И будто ничего не было: Надежда по-прежнему возлежала на софе, ковер, куда только что падали гады и прочая гнусь, был чист, а Озулия откровенно любовалась своим гарнитуром из циркониевых браслетов. Вот только бледна была Надежда чересчур, и руки у нее тряслись, что, как злорадно отметил Викентий, тоже не было признаком ее всемогущества. Проучила всемогущую Надежду африканская колдунья. Поставила на место.
— Так, хватит, — еще раз хлопнула в ладоши Озулия. — Мы тут собрались не для развлечений. И человек этот, — кивок в сторону Викентия, — нам для важного дела нужен.
— Знаю, — хмуро ответила Надежда.
И от ее хмурости и какой-то безжизненности в голосе пропало у Викентия все веселое настроение. Словно сон-кошмар решил продлиться независимо от его, Викентия, воли. Он посмотрел на Элпфис, словно ища поддержки: ведь самый страшный кошмар легче переносится, если ты в нем не один. Но Элпфис затихла, обморочно обмякнув в кресле, голову опустила, волосы закрыли лицо. Видно, ей совсем стало худо, особенно если учесть, какая связь скрепила ее с Надеждой. А мадам Абрикосову пять минут назад так выворачивало! Вот ее ипостась и потеряла сознание окончательно.
Однако Викентий не хотел в это верить и позвал тихо:
— Элпфис! Очнитесь!
Элпфис его не услышала. Зато Надежда, принявшая, на софе строгое сидячее положение (ноги сдвинуты, руки на коленях — пансион благородных девиц, не иначе!), произнесла холодно:
— Оставьте вы ее, господин Вересаев. Вряд ли она вас сможет услышать. Хоть когда-нибудь. Она уже распадается.
— Что?!
— В ней давно нет жизненных сил, я их использовала. Она накачивалась наркотиками, психостимуляторами, чтобы вести какое-то подобие жизни и бороться со мной, но… Сколько веревочке ни виться… — Надежда позволила себе легкую улыбку.

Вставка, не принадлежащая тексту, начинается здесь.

//! Incremental parse controller.
//!
//! [`ParseController`] owns the current tree and the backlog of edits for one
//! buffer. Parsing is split into short, time-budgeted attempts driven by a
//! [`Scheduler`], so a slow parse never blocks the host for longer than one
//! attempt. When an attempt produces a tree, subscribers receive a
//! [`ConditionCode`] and the lines that changed.
//!
//! # Lifecycle
//!
//! - [`ParseController::add_edit`] queues an edit. When idle it announces
//!   [`ConditionCode::PendingChanges`] and requests a start on the next
//!   scheduler turn; requests within one turn collapse into one.
//! - `start` applies queued edits to the tree in arrival order, snapshots the
//!   buffer and makes the first attempt. A timed-out attempt is resumed after
//!   the configured retry delay.
//! - On completion the tree is clean if no edits arrived meanwhile. Otherwise
//!   it is stale: the controller parses again without telling anyone while it
//!   is catching up quickly, and publishes the stale tree once the buffer has
//!   gone longer than `max_unclean_ms` without a clean tree.
//! - [`ParseController::start_clean`] throws away the tree and backlog and
//!   parses from scratch.
//!
//! Only one attempt is ever in flight. No engine failure reaches subscribers.

use std::cell::RefCell;
use std::fmt;
use std::ops::Range;
use std::rc::{Rc, Weak};

use treesit_worker::{Scheduler, TaskKey, TimerId};

use crate::config::SettingsHandle;
use crate::edit::{AffectedLines, EditLog, SyntaxTreeEdit};
use crate::engine::{ChangedRange, ParseEngine, ParseError, SyntaxTree};
use crate::host::HostBuffer;
use crate::ranges::LineRange;
use crate::snapshot::TextSnapshot;
use crate::timer::ActionTimer;

/// State reported to subscribers.
#[derive(Debug, Clone, Copy, PartialEq, Eq, Hash)]
pub enum ConditionCode {
	/// The tree reflects every edit known when its parse started, and none
	/// arrived meanwhile.
	NewCleanTree,
	/// A tree was produced but edits arrived during parsing. It is usable but
	/// stale; a follow-up parse is already scheduled.
	NewOutOfDateTree,
	/// An edit arrived while idle and a parse has been scheduled.
	PendingChanges,
}

impl ConditionCode {
	pub const fn as_str(self) -> &'static str {
		match self {
			Self::NewCleanTree => "new_clean_tree",
			Self::NewOutOfDateTree => "new_out_of_date_tree",
			Self::PendingChanges => "pending_changes",
		}
	}
}

impl fmt::Display for ConditionCode {
	fn fmt(&self, f: &mut fmt::Formatter<'_>) -> fmt::Result {
		f.write_str(self.as_str())
	}
}

/// Subscriber callback receiving a condition and the changed lines.
pub type ParseCompleteCallback = Rc<dyn Fn(ConditionCode, &[LineRange])>;

struct ParseState<T> {
	tree: Option<Rc<T>>,
	pending: EditLog,
	affected: AffectedLines,
	active: bool,
	/// Text of the parse in flight, or of the last one started.
	parsing: Rc<TextSnapshot>,
	/// Text the current tree was produced from.
	parsed: Rc<TextSnapshot>,
	parse_timer: ActionTimer,
	last_clean: ActionTimer,
	retries: u32,
	retry_timer: Option<TimerId>,
	/// Bumped by `start_clean` so stale retry tasks recognise themselves.
	epoch: u64,
}

struct Inner<E: ParseEngine> {
	engine: RefCell<E>,
	buffer: Weak<dyn HostBuffer>,
	scheduler: Rc<dyn Scheduler>,
	settings: SettingsHandle,
	state: RefCell<ParseState<E::Tree>>,
	callbacks: RefCell<Vec<ParseCompleteCallback>>,
}

/// Handle to a buffer's parse controller.
///
/// Clones share the same controller.
pub struct ParseController<E: ParseEngine> {
	inner: Rc<Inner<E>>,
}

impl<E: ParseEngine> Clone for ParseController<E> {
	fn clone(&self) -> Self {
		Self { inner: self.inner.clone() }
	}
}

impl<E: ParseEngine + 'static> ParseController<E> {
	/// Creates an idle controller.
	///
	/// The buffer is held weakly; once it is dropped, starts do nothing.
	pub fn new(engine: E, buffer: &Rc<dyn HostBuffer>, scheduler: Rc<dyn Scheduler>, settings: SettingsHandle) -> Self {
		let now = scheduler.now();
		Self {
			inner: Rc::new(Inner {
				engine: RefCell::new(engine),
				buffer: Rc::downgrade(buffer),
				scheduler,
				settings,
				state: RefCell::new(ParseState {
					tree: None,
					pending: EditLog::new(),
					affected: AffectedLines::new(),
					active: false,
					parsing: Rc::default(),
					parsed: Rc::default(),
					parse_timer: ActionTimer::start_at(now),
					last_clean: ActionTimer::start_at(now),
					retries: 0,
					retry_timer: None,
					epoch: 0,
				}),
				callbacks: RefCell::new(Vec::new()),
			}),
		}
	}

	/// Registers a subscriber.
	pub fn subscribe(&self, callback: ParseCompleteCallback) {
		self.inner.callbacks.borrow_mut().push(callback);
	}

	/// Queues an edit.
	pub fn add_edit(&self, edit: SyntaxTreeEdit) {
		if self.inner.settings.with(|s| s.trace_edits) {
			tracing::debug!(?edit, "syntax.edit");
		}
		let idle = {
			let mut state = self.inner.state.borrow_mut();
			state.pending.push(edit);
			!state.active
		};
		if idle {
			Inner::emit(&self.inner, ConditionCode::PendingChanges, &[]);
			Inner::schedule_start(&self.inner);
		}
	}

	/// Requests a start on the next scheduler turn.
	pub fn request_start(&self) {
		Inner::schedule_start(&self.inner);
	}

	/// Starts a parse unless one is already in flight.
	pub fn start(&self) {
		Inner::start(&self.inner);
	}

	/// Discards the tree, the backlog and any retry in progress, then starts
	/// a full parse.
	pub fn start_clean(&self) {
		Inner::start_clean(&self.inner);
	}

	/// The most recently stored tree.
	pub fn tree(&self) -> Option<Rc<E::Tree>> {
		self.inner.state.borrow().tree.clone()
	}

	/// Text the current tree was produced from.
	pub fn parsed_text(&self) -> Rc<TextSnapshot> {
		self.inner.state.borrow().parsed.clone()
	}

	/// Returns true while a parse is in flight.
	pub fn is_active(&self) -> bool {
		self.inner.state.borrow().active
	}

	/// Number of edits waiting for the next start.
	pub fn pending_edits(&self) -> usize {
		self.inner.state.borrow().pending.len()
	}

	/// Timed-out attempts of the parse in flight.
	pub fn retries(&self) -> u32 {
		self.inner.state.borrow().retries
	}

	/// Textual dump of the current tree limited to `rows`.
	pub fn dump_tree(&self, rows: Range<usize>) -> Option<String> {
		self.tree().map(|tree| tree.dump(rows))
	}
}

impl<E: ParseEngine + 'static> Inner<E> {
	fn key(this: &Rc<Self>) -> TaskKey {
		TaskKey::of(this)
	}

	fn schedule_start(this: &Rc<Self>) {
		let weak = Rc::downgrade(this);
		this.scheduler.call_soon_once(
			Self::key(this),
			Box::new(move || {
				if let Some(inner) = weak.upgrade() {
					Self::start(&inner);
				}
			}),
		);
	}

	fn start(this: &Rc<Self>) {
		let Some(buffer) = this.buffer.upgrade() else {
			tracing::trace!("syntax.start.buffer_gone");
			return;
		};
		{
			let mut guard = this.state.borrow_mut();
			let state = &mut *guard;
			if state.active {
				return;
			}
			let edits = state.pending.drain();
			if let Some(tree) = state.tree.as_mut() {
				let tree = Rc::make_mut(tree);
				for edit in &edits {
					tree.edit(edit);
					state.affected.record_edit(edit);
				}
			}
			state.active = true;
			state.retries = 0;
			state.parsing = Rc::new(TextSnapshot::from_lines(buffer.lines()));
			state.parse_timer = ActionTimer::start_at(this.scheduler.now());
			tracing::trace!(edits = edits.len(), bytes = state.parsing.bytes().len(), "syntax.parse.start");
		}
		Self::try_parse(this);
	}

	fn try_parse(this: &Rc<Self>) {
		let (text, old_tree) = {
			let state = this.state.borrow();
			(state.parsing.clone(), state.tree.clone())
		};
		let budget = this.settings.with(|s| s.parse_timeout());
		let result = this.engine.borrow_mut().parse(text.bytes(), old_tree.as_deref(), budget);
		match result {
			Ok(tree) => Self::complete(this, tree),
			Err(ParseError::Timeout) => Self::schedule_retry(this),
		}
	}

	fn schedule_retry(this: &Rc<Self>) {
		let (delay, warn_at) = this.settings.with(|s| (s.retry_delay(), s.retry_warn_threshold));
		let (retries, epoch) = {
			let mut state = this.state.borrow_mut();
			state.retries += 1;
			(state.retries, state.epoch)
		};
		if retries == warn_at {
			tracing::warn!(retries, "syntax.parse.slow");
		} else {
			tracing::trace!(retries, "syntax.parse.timeout");
		}

		let weak = Rc::downgrade(this);
		let timer = this.scheduler.call_later(
			delay,
			Box::new(move || {
				if let Some(inner) = weak.upgrade() {
					Self::resume(&inner, epoch);
				}
			}),
		);
		this.state.borrow_mut().retry_timer = Some(timer);
	}

	fn resume(this: &Rc<Self>, epoch: u64) {
		{
			let mut state = this.state.borrow_mut();
			if !state.active || state.epoch != epoch {
				return;
			}
			state.retry_timer = None;
		}
		Self::try_parse(this);
	}

	fn complete(this: &Rc<Self>, tree: E::Tree) {
		let now = this.scheduler.now();
		let tree = Rc::new(tree);
		let (max_unclean, trace) = this.settings.with(|s| (s.max_unclean(), s.trace_parses));

		let (code, ranges, reschedule) = {
			let mut guard = this.state.borrow_mut();
			let state = &mut *guard;
			let duration = state.parse_timer.elapsed_at(now);
			state.active = false;
			state.retry_timer = None;

			if let Some(old) = &state.tree {
				let diff = old.changed_ranges(&tree);
				state.affected.extend(diff.iter().map(ChangedRange::lines));
			}
			state.tree = Some(tree);
			state.parsed = state.parsing.clone();

			if state.pending.is_empty() {
				state.last_clean.restart_at(now);
				(Some(ConditionCode::NewCleanTree), state.affected.take(), false)
			} else {
				let unclean = state.last_clean.elapsed_at(state.parse_timer.started()) + duration;
				if unclean < max_unclean {
					tracing::trace!(unclean_us = unclean.as_micros() as u64, "syntax.parse.catch_up");
					(None, Vec::new(), true)
				} else {
					(Some(ConditionCode::NewOutOfDateTree), state.affected.take(), true)
				}
			}
		};

		if let Some(code) = code {
			if trace {
				tracing::debug!(code = code.as_str(), ?ranges, "syntax.parse.complete");
			}
			Self::emit(this, code, &ranges);
		}
		if reschedule {
			Self::schedule_start(this);
		}
	}

	fn start_clean(this: &Rc<Self>) {
		let timer = {
			let mut state = this.state.borrow_mut();
			state.pending.clear();
			state.affected.clear();
			state.active = false;
			state.tree = None;
			state.epoch += 1;
			state.retry_timer.take()
		};
		if let Some(timer) = timer {
			this.scheduler.cancel(timer);
		}
		this.engine.borrow_mut().reset();
		tracing::debug!("syntax.parse.start_clean");
		Self::start(this);
	}

	fn emit(this: &Rc<Self>, code: ConditionCode, ranges: &[LineRange]) {
		let callbacks: Vec<ParseCompleteCallback> = this.callbacks.borrow().clone();
		for callback in callbacks {
			callback(code, ranges);
		}
	}
}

Озулия же подошла к похожей на сломанную куклу Элпфис, повела над ее головой ладонью:
— Она уже не помешает. Ни тебе. Ни мне.
И повернулась к Викентию.
— Что вам от меня опять нужно? — мгновенно напрягся тот. Хотя понимал, что выглядит идиотом, задавая этот вопрос уже в который раз.
— Знаешь, глупый человек, возомнивший себя знатоком колдовства, — начала Озулия, медленно вытягивая из-под ворота своего балахона нечто, напоминающее тонкий черно-зеленый шнур. — Мы могли бы рассказать тебе очередную сказку…
— Разыграть очередной спектакль, — вставила Надежда.
— …Но это наскучило даже мне. Хотя я люблю рассказывать сказки. Про большую любовь простой русской девушки к своему далекому африканскому другу. Про мудрую наставницу девушки, которая хочет помочь той воссоединиться с любимым. Про злых богов и жрецов, не дающих африканскому другу стать вечным спутником возлюбленной… Ты понимаешь, о чем я?
— Да. Это мне уже известно. В общесказочных чертах. Именно сказочных. Правда, наш гениальный классик утверждал, что сказка — ложь.
— «Да в ней намек!» — процитировала литературно подкованная темная колдунья. — Классик ваш не ошибался. И ведь было у него такое прозвище — Африканец…
— Я, право, не пушкиновед, — спокойно отпарировал Викентий, — но, насколько я помню, классика нашего в Лицее дразнили Французом. Французом, а не Африканцем. Тут вы, любезнейшая, просто грубо подтасовываете факты. Впрочем, знать литературу — не браслетами из циркония трясти…
— Ах ты, вошь недодавленная!.. — загремела пресловутыми браслетами Темная женщина и грозно замахнулась на Викентия.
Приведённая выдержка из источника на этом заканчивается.